▶ Instructions to follow: For this exercise, reproduce the entries below exactly, but only from the line containing "Collaborators of an" through the line containing "fn key(&self, id: &Id, tenant_id: &Id)", both included.

▶ Extracted material:
# # # #
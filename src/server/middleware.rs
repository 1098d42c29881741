//! Request middleware: tenant scoping and request ids.

use axum::extract::FromRequestParts;
use axum::http::header::HeaderValue;
use axum::http::request::Parts;
use axum::http::{Request, StatusCode};
use tower_http::request_id::{MakeRequestId, RequestId};
use uuid::Uuid;

use super::error::ErrorResponse;
use crate::model::Id;

/// Header that scopes a request to a tenant.
pub const TENANT_HEADER: &str = "Edgestore-Tenant";

/// The tenant a request is scoped to, taken from the `Edgestore-Tenant`
/// header. Requests without the header are rejected with 401.
pub struct Tenant(pub Id);

impl<S> FromRequestParts<S> for Tenant
where
    S: Send + Sync,
{
    type Rejection = ErrorResponse;

    async fn from_request_parts(parts: &mut Parts, _state: &S) -> Result<Self, Self::Rejection> {
        let tenant = parts
            .headers
            .get(TENANT_HEADER)
            .and_then(|value| value.to_str().ok())
            .filter(|value| !value.is_empty());

        match tenant {
            Some(tenant) => Ok(Tenant(Id::from(tenant))),
            None => Err(ErrorResponse::new(
                StatusCode::UNAUTHORIZED,
                "Invalid Tenant ID. Make sure to provide a valid Edgestore-Tenant header.",
            )),
        }
    }
}

/// Assigns a fresh UUID v4 as `x-request-id` to requests that carry none.
#[derive(Clone, Copy, Default)]
pub struct MakeRequestUuid;

impl MakeRequestId for MakeRequestUuid {
    fn make_request_id<B>(&mut self, _request: &Request<B>) -> Option<RequestId> {
        let id = Uuid::new_v4().to_string();
        HeaderValue::from_str(&id).ok().map(RequestId::new)
    }
}
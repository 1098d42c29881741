//! Entity service: cache-aside reads, write-behind mutations.

use std::sync::Arc;

use tokio::sync::mpsc;
use tracing::{error, info};

use super::{DeleteEntity, Entity, EntityCommand, EntityEvent, InsertEntity, UpdateEntity};
use crate::cache::{cache_key, Cache};
use crate::errors::{Error, Kind, Result};
use crate::eventstore::{Observer, Repository, Store};
use crate::model::{Command, Id};
use crate::worker::{default_queue_size, default_workers, Dispatcher, Job};

/// Collaborators of an [`EntityService`].
pub struct EntityServiceConfig {
    pub cache: Arc<dyn Cache>,
    pub cache_key_prefix: String,
    pub store: Arc<dyn Store>,
    pub observers: Vec<Observer<EntityEvent>>,
}

/// Serves entity reads through the cache and enqueues entity writes onto a
/// bounded worker pool.
///
/// Writes return once their job is enqueued; persistence and the cache
/// update happen asynchronously on a worker (write-behind). Callers that
/// need durable acknowledgement must read after writing.
#[derive(Clone)]
pub struct EntityService {
    cache: Arc<dyn Cache>,
    cache_prefix: String,
    entities: Arc<Repository<Entity>>,
    jobs: mpsc::Sender<Job>,
}

impl EntityService {
    /// Build the service and start its dispatcher. Must be called from
    /// within a tokio runtime.
    pub fn new(cfg: EntityServiceConfig) -> Self {
        let (jobs, queue) = mpsc::channel(default_queue_size());
        Dispatcher::new(queue, default_workers()).run();

        Self {
            cache: cfg.cache,
            cache_prefix: cfg.cache_key_prefix,
            entities: Arc::new(Repository::new(cfg.store, cfg.observers)),
            jobs,
        }
    }

    fn key(&self, id: &Id, tenant_id: &Id) -> String {
        cache_key(&self.cache_prefix, id, tenant_id)
    }

    async fn from_cache(&self, id: &Id, tenant_id: &Id) -> Result<Entity> {
        let key = self.key(id, tenant_id);

        let fields = self.cache.get_hash(&key).await?;
        if fields.is_empty() {
            return Err(Error::new(Kind::NotFound)
                .msg(format!("entity {key} not found in cache")));
        }

        Entity::from_hash(&fields).map_err(|err| {
            Error::new(Kind::Internal)
                .msg(format!("unable to parse cached entity {key}"))
                .wrap(err)
        })
    }

    async fn to_cache(&self, entity: &Entity) -> Result<()> {
        let key = self.key(&entity.id, &entity.tenant_id);
        self.cache.set_hash(&key, entity.to_hash()).await
    }

    async fn from_store(&self, id: &Id, tenant_id: &Id) -> Result<Entity> {
        self.entities.load(id, tenant_id).await
    }

    async fn apply_to_store(&self, command: &EntityCommand) -> Result<Entity> {
        self.entities.apply(command).await?;
        self.entities
            .load(command.command_id(), command.command_tenant_id())
            .await
    }

    /// Refresh the cache for an already-loaded entity.
    fn set_cache_job(&self, entity: Entity) -> Job {
        let service = self.clone();
        let key = self.key(&entity.id, &entity.tenant_id);
        Job::new(format!("set-entity-cache-{key}"), async move {
            service.to_cache(&entity).await
        })
    }

    /// Apply a command, then refresh the cache with the resulting state.
    fn apply_job(&self, action: &str, command: EntityCommand) -> Job {
        let service = self.clone();
        let key = self.key(command.command_id(), command.command_tenant_id());
        Job::new(format!("{action}-{key}"), async move {
            let entity = service.apply_to_store(&command).await?;
            service.to_cache(&entity).await
        })
    }

    async fn enqueue(&self, job: Job) -> Result<()> {
        self.jobs
            .send(job)
            .await
            .map_err(|e| Error::new(Kind::Internal).msg(format!("job queue closed: {e}")))
    }

    /// Fetch an entity: cache first, then the repository on a miss. A miss
    /// also enqueues a cache refresh so subsequent reads are served from the
    /// cache.
    pub async fn get(&self, id: &Id, tenant_id: &Id) -> Result<Entity> {
        const OP: &str = "entity/Service.get";
        info!(id = %id, tenant = %tenant_id, "get entity");

        if id.is_empty() {
            return Err(Error::new(Kind::Invalid).op(OP).msg("ID is required"));
        }

        if tenant_id.is_empty() {
            return Err(Error::new(Kind::Invalid)
                .op(OP)
                .msg("Tenant ID cannot be empty"));
        }

        match self.from_cache(id, tenant_id).await {
            Ok(entity) => return Ok(entity),
            Err(err) if !Error::is(Kind::NotFound, &err) => return Err(err),
            Err(_) => {}
        }

        // Cache miss
        let entity = self.from_store(id, tenant_id).await?;

        // Set-aside refresh; its outcome does not affect this read.
        if let Err(err) = self.enqueue(self.set_cache_job(entity.clone())).await {
            error!(id = %id, error = %err, "unable to enqueue cache refresh");
        }

        Ok(entity)
    }

    /// Accept an entity creation. Fails `Duplicate` when the entity already
    /// exists; otherwise the apply job is enqueued and
    /// persistence happens on a worker.
    pub async fn create(&self, command: InsertEntity) -> Result<()> {
        const OP: &str = "entity/Service.create";
        info!(id = %command.model.id, tenant = %command.model.tenant_id, otype = %command.otype, "create entity");

        match self.get(&command.model.id, &command.model.tenant_id).await {
            Ok(_) => {
                let key = self.key(&command.model.id, &command.model.tenant_id);
                Err(Error::new(Kind::Duplicate)
                    .op(OP)
                    .msg(format!("entity {key} already exists")))
            }
            Err(err) if !Error::is(Kind::NotFound, &err) => Err(err),
            Err(_) => self.enqueue(self.apply_job("create", command.into())).await,
        }
    }

    /// Accept an entity update. Fails `NotFound` when absent.
    pub async fn update(&self, command: UpdateEntity) -> Result<()> {
        const OP: &str = "entity/Service.update";
        info!(id = %command.model.id, tenant = %command.model.tenant_id, "update entity");

        self.get(&command.model.id, &command.model.tenant_id)
            .await
            .map_err(|err| Error::new(Kind::Other).op(OP).wrap(err))?;

        self.enqueue(self.apply_job("update", command.into())).await
    }

    /// Accept an entity deletion. Fails `NotFound` when absent.
    pub async fn delete(&self, command: DeleteEntity) -> Result<()> {
        const OP: &str = "entity/Service.delete";
        info!(id = %command.model.id, tenant = %command.model.tenant_id, "delete entity");

        self.get(&command.model.id, &command.model.tenant_id)
            .await
            .map_err(|err| Error::new(Kind::Other).op(OP).wrap(err))?;

        self.enqueue(self.apply_job("delete", command.into())).await
    }
}
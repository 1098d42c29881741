//! Version information for this app.

/// Crate version, set by the build from Cargo.toml.
pub const VERSION: &str = env!("CARGO_PKG_VERSION");

/// Commit hash, set by the build scripts via `EDGESTORE_COMMIT`.
pub const COMMIT_HASH: Option<&str> = option_env!("EDGESTORE_COMMIT");

/// Print version information to stdout.
pub fn print(description: &str) {
    println!("{description}");
    println!("OS/ARCH: {} {}", std::env::consts::OS, std::env::consts::ARCH);
    println!("Commit: {}", COMMIT_HASH.unwrap_or(""));
    println!("Version: {VERSION}");
}
//! Command contract.

use serde::{Deserialize, Serialize};

use super::Id;

/// A request to mutate an aggregate. Commands address their aggregate by
/// `(id, tenant id)`; the repository rejects commands with either missing.
pub trait Command {
    /// The id of the aggregate this command addresses.
    fn command_id(&self) -> &Id;

    /// The tenant that owns the aggregate.
    fn command_tenant_id(&self) -> &Id;
}

/// Embeddable base for command types.
#[derive(Debug, Clone, Default, PartialEq, Serialize, Deserialize)]
pub struct CommandModel {
    /// Aggregate id.
    #[serde(default)]
    pub id: Id,

    /// Owner of the aggregate.
    #[serde(default)]
    pub tenant_id: Id,
}

impl CommandModel {
    pub fn new(id: impl Into<Id>, tenant_id: impl Into<Id>) -> Self {
        CommandModel {
            id: id.into(),
            tenant_id: tenant_id.into(),
        }
    }
}

impl Command for CommandModel {
    fn command_id(&self) -> &Id {
        &self.id
    }

    fn command_tenant_id(&self) -> &Id {
        &self.tenant_id
    }
}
# # # #
▶ Task output:
/// Collaborators of an [`EntityService`].
pub struct EntityServiceConfig {
    pub cache: Arc<dyn Cache>,
    pub cache_key_prefix: String,
    pub store: Arc<dyn Store>,
    pub observers: Vec<Observer<EntityEvent>>,
}

/// Serves entity reads through the cache and enqueues entity writes onto a
/// bounded worker pool.
///
/// Writes return once their job is enqueued; persistence and the cache
/// update happen asynchronously on a worker (write-behind). Callers that
/// need durable acknowledgement must read after writing.
#[derive(Clone)]
pub struct EntityService {
    cache: Arc<dyn Cache>,
    cache_prefix: String,
    entities: Arc<Repository<Entity>>,
    jobs: mpsc::Sender<Job>,
}

impl EntityService {
    /// Build the service and start its dispatcher. Must be called from
    /// within a tokio runtime.
    pub fn new(cfg: EntityServiceConfig) -> Self {
        let (jobs, queue) = mpsc::channel(default_queue_size());
        Dispatcher::new(queue, default_workers()).run();

        Self {
            cache: cfg.cache,
            cache_prefix: cfg.cache_key_prefix,
            entities: Arc::new(Repository::new(cfg.store, cfg.observers)),
            jobs,
        }
    }

    fn key(&self, id: &Id, tenant_id: &Id) -> String {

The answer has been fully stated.